Reviewed – 14th November 2019

★★★★

 

“The sadness and the poignancy are shattering, and the vocal shrapnel pierces you with countless questions”

 

Next year, 2020, will mark the 75th anniversary of the ending of WW2. It will be a time of reflection and remembrance. A commemoration currently in the foreground of our minds days after this year’s Remembrance Sunday. But of the military services (and civilians) who are remembered each year, it is only recently that the members of Bomber Command have been recognised. In the immediate aftermath of the second world war, Churchill made no reference to them when praising all those who had contributed to victory, and for a long time the muddied waters of history washed over their sacrifice. While films and stories have glamorised the harsh reality of serving as an airman in Bomber Command, politicians have been keen to distance themselves from the unresolved and ambiguous morality of the bombing raids.

It is this double-barrelled conflict that is beautifully touched upon in Bob Baldwin and Max Kinning’s play, “Wireless Operator”. On the surface it is a thrilling wartime nail-biter, but it leaves a vapour trail that haunts, as it dissipates its poignancy into the night. Based on Baldwin’s own father’s experiences the play focuses on the eponymous wireless operator; a pacifist plucked from everyday life and turned into a killer. His tour of duty is thirty missions, and this is his last one. On average an airman would only survive five. As the plane heads across the channel towards Germany the young operator recalls his life back at home, his fiancée, his imminent fatherhood and recent childhood, the Tommy Dorsey music that played on his gramophone, football games in the Mile End streets. A warm jet stream of nostalgia, fiercely punctured by the cold realisation that he’s about to obliterate many, many lives just like his own friends and family.

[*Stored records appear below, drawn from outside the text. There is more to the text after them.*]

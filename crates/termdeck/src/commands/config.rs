use anyhow::Result;
use colored::Colorize;

use crate::cli::ConfigCommands;
use crate::config::Config;
use crate::settings;

pub fn run(command: ConfigCommands) -> Result<()> {
    match command {
        ConfigCommands::Show => show(),
        ConfigCommands::Set { key, value } => set(&key, &value),
    }
}

fn show() -> Result<()> {
    let path = Config::path()?;
    println!("{} {}", "Config file:".bold(), path.display());
    println!();

    if !path.exists() {
        println!("{}", "No config file yet. Built-in defaults:".yellow());
        for spec in settings::OPTIONS {
            let value = if spec.default.is_empty() {
                "(none)".dimmed().to_string()
            } else {
                spec.default.to_string()
            };
            println!("  defaults.{:<18} {value}", spec.key);
        }
        println!();
        println!(
            "Set a value with {}",
            "termdeck config set <key> <value>".cyan()
        );
        return Ok(());
    }

    let config = Config::load_from(&path)?;
    let yaml = serde_yaml::to_string(&config)?;
    if yaml.trim() == "{}" {
        println!("{}", "Config file is empty.".yellow());
    } else {
        print!("{yaml}");
    }
    Ok(())
}

fn set(key: &str, value: &str) -> Result<()> {
    let mut config = Config::load_or_default();
    config.set(key, value)?;
    let path = config.save()?;
    println!(
        "{} {key} = {value} ({})",
        "Saved".green().bold(),
        path.display().to_string().dimmed()
    );
    Ok(())
}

Thomas Dennis portrays the sheer complexity of emotions with brilliant accuracy, whilst capturing the white-knuckle fear and ear-splitting danger of the flight, tempered by the camaraderie of the rest of his crew. Dennis is alone onstage, perched in designer Kit Line’s ingenious aircraft – a contraption lifted from a Heath Robinson drawing – that moves in rhythm to Phil Maguire’s blistering, flak-filled soundtrack. Merged into the soundscape is the unseen supporting cast who, through voiceover, reinforces the nightmare hidden beneath the light-hearted banter and camaraderie that keeps them going throughout the mission. But essentially this is a powerful solo performance; the sweat on Dennis’ brow is not just from the arc lights.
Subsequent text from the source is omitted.